PROC REPORT is also a summary procedure -- with the added advantage of also being able to create detail reports. So, for example, if you wanted to show the number of visits per patient and doctor (a summary report) you could use either PROC REPORT or PROC TABULATE. But, if you wanted to show a detailed list of each vist for each patient showing date, doctor and length of visit, with a summary line that showed the total number of visits after the detail lines for each patient -- then you can only create that report with PROC REPORT (or PROC PRINT or a DATA step program).
Neither procedure is "better" -- each procedure is "better suited" to different tasks. You just can't ask TABULATE to do a detail report -- so PROC REPORT is better suited to producing a detail report. You can't ask TABULATE to calculate a report column that doesn't exist in the data. PROC REPORT has the ability to use DATA step logic in a COMPUTE block to calculate report columns. On the other hand, while you CAN ask PROC REPORT to produce a cross-tab report with nestings in both the rows and the columns, PROC TABULATE (in my opinion) is easier to use to construct tables with many nestings or crossings. The Universal class variable ALL, used with PROC TABULATE makes it easier to get totals/subtotals in any dimension. Plus, PROC TABULATE has a PAGE dimension, as well as Row and Column dimensions to its tables; while PROC REPORT only has Rows and Columns in its tables. PROC REPORT gives you greater control over customizing breaks or inserting LINES in the report at a break point. . . . the list goes on.
Experience with both procedures is the best way to determine which one is better suited for a particular report.
The Summary Tables task generates PROC TABULATE code. Currently, there is no EG method for generating PROC REPORT code....although there may be an EG interface to PROC REPORT in the future.
When you use ANY task with SAS to perform analysis, you generally can find a "Preview Code" button in the lower left-hand corner of the task pane. Then once the code window opens, there is usually an "Insert Code" button that allows you to modify the code generated by the task. Of course, knowing the syntax of the procedure is very useful when you start modifying code. In addition, you can see the last generated/submitted code for a task (such as the Summary Tables task) and you could save that code to a separate file and use it as a starting point for making modifications.
When I had time to write code away from hunting Brontosaurus for dinner , I loved to play with the Tabulate procedure guided by the book written on the subject by Lauren Haworth. I still find some low level details such as cell percentage by grouped row take a little more time to get right than I'd prefer, but the power of the procedure for laying out data has always meant it is a favourite.
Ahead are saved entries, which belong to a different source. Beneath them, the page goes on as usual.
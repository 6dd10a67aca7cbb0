//! Single-document JSON framing.

use bytes::Bytes;
use serde_json::json;
use tracing::warn;

use super::{byte_length, Body, FramedResponse};
use crate::result::Response;

const CONTENT_TYPE: &str = "content-type";
const CONTENT_LENGTH: &str = "content-length";

/// Renders a single-shot response.
///
/// Headers carried by the response override the defaults, except for
/// `content-length`, which always reflects the body.
pub fn render_response(response: Response) -> FramedResponse {
    let (status, body) = match serde_json::to_string(&response.payload) {
        Ok(body) => (response.status, body),
        Err(err) => {
            warn!(error = %err, "failed to serialize response payload");
            let body = json!({ "errors": [{ "message": err.to_string() }] }).to_string();
            (500, body)
        }
    };

    let mut headers = vec![(CONTENT_TYPE.to_string(), "application/json".to_string())];
    for (name, value) in response.headers {
        if name.eq_ignore_ascii_case(CONTENT_LENGTH) {
            continue;
        }
        match headers.iter_mut().find(|(key, _)| key.eq_ignore_ascii_case(&name)) {
            Some(existing) => *existing = (name, value),
            None => headers.push((name, value)),
        }
    }
    headers.push((CONTENT_LENGTH.to_string(), byte_length(&body).to_string()));

    FramedResponse {
        status,
        headers,
        body: Body::Full(Bytes::from(body)),
    }
}
//! Request-scoped context and the execution context handed to factories.
//!
//! [`Context`] holds at most one value per type.

use async_graphql_parser::types::{
    DocumentOperations, ExecutableDocument, OperationDefinition, OperationType,
};
use async_graphql_parser::Positioned;
use serde_json::{Map, Value};
use std::any::{Any, TypeId};
use std::collections::HashMap;
use std::fmt;
use std::sync::Arc;

use crate::request::Request;

/// Values produced by the context factory, one per type.
///
/// ```
/// use gqlx_core::context::Context;
///
/// struct Viewer(&'static str);
///
/// let ctx = Context::new().with(Viewer("ada"));
/// assert_eq!(ctx.get::<Viewer>().map(|viewer| viewer.0), Some("ada"));
/// assert!(ctx.get::<String>().is_none());
/// ```
#[derive(Default)]
pub struct Context {
    values: HashMap<TypeId, Box<dyn Any + Send + Sync>>,
}

impl Context {
    pub fn new() -> Self {
        Self::default()
    }

    /// Stores `value`, replacing an earlier value of the same type.
    #[must_use]
    pub fn with<T: Send + Sync + 'static>(mut self, value: T) -> Self {
        self.values.insert(TypeId::of::<T>(), Box::new(value));
        self
    }

    pub fn get<T: 'static>(&self) -> Option<&T> {
        self.values.get(&TypeId::of::<T>())?.downcast_ref()
    }
}

impl fmt::Debug for Context {
    fn fmt(&self, f: &mut fmt::Formatter<'_>) -> fmt::Result {
        f.debug_struct("Context").field("values", &self.values.len()).finish_non_exhaustive()
    }
}

/// The kind of a GraphQL operation.
#[derive(Debug, Clone, Copy, PartialEq, Eq, Hash)]
pub enum OperationKind {
    Query,
    Mutation,
    Subscription,
}

impl From<OperationType> for OperationKind {
    fn from(ty: OperationType) -> Self {
        match ty {
            OperationType::Query => Self::Query,
            OperationType::Mutation => Self::Mutation,
            OperationType::Subscription => Self::Subscription,
        }
    }
}

impl fmt::Display for OperationKind {
    fn fmt(&self, f: &mut fmt::Formatter<'_>) -> fmt::Result {
        f.write_str(match self {
            Self::Query => "query",
            Self::Mutation => "mutation",
            Self::Subscription => "subscription",
        })
    }
}

/// The operation of a document chosen for execution.
#[derive(Debug, Clone)]
pub struct SelectedOperation {
    /// Name of the operation, `None` for an anonymous one.
    pub name: Option<String>,
    pub kind: OperationKind,
    pub definition: Positioned<OperationDefinition>,
}

/// Resolves the operation to execute.
///
/// With a name, the operation of that name is returned; an anonymous
/// operation never matches a name. Without one, the document must hold
/// exactly one operation.
pub fn select_operation(
    document: &ExecutableDocument,
    operation_name: Option<&str>,
) -> Option<SelectedOperation> {
    let (name, definition) = match (&document.operations, operation_name) {
        (DocumentOperations::Single(definition), None) => (None, definition),
        (DocumentOperations::Single(_), Some(_)) => return None,
        (DocumentOperations::Multiple(operations), Some(name)) => {
            let (name, definition) = operations.get_key_value(name)?;
            (Some(name.to_string()), definition)
        }
        (DocumentOperations::Multiple(operations), None) if operations.len() == 1 => {
            let (name, definition) = operations.iter().next()?;
            (Some(name.to_string()), definition)
        }
        (DocumentOperations::Multiple(_), None) => return None,
    };

    Some(SelectedOperation {
        name,
        kind: definition.node.ty.into(),
        definition: definition.clone(),
    })
}

/// Everything known about a request once its operation is selected.
///
/// Handed by value to context and root value factories; cloning is cheap.
#[derive(Debug, Clone)]
pub struct ExecutionContext {
    pub request: Arc<Request>,
    pub document: Arc<ExecutableDocument>,
    pub operation: Arc<SelectedOperation>,
    pub variables: Option<Arc<Map<String, Value>>>,
}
The table designer gives a great start for structuring your code, and you can then play with nested variables, statistics, labelling and summarising. Lauren's book was always one of the first four I recommend to new users and clients, although now I suggest users start with the Little Enterprise Guide book by Loren Delwiche and Susan Slaughter, and follow on with the Haworth book.
Enterprise Guide is a favourite product because it makes the introduction of the very powerful reporting and graphics tasks in SAS easier for the newcomer. The online SAS help is excellent for exploring syntax of procedures, although if you don't have Foundation SAS on your desktop, then you'll need to access the full syntax through the Support website. The documentation link will get you to "http://support.sas.com/documentation/onlinedoc/index.html" where you can select and explore any procedure.
I also believe in not reinventing the wheel, so often search support.sas.com for conference papers where specialised use of SAS procedures is discussed and available as a template.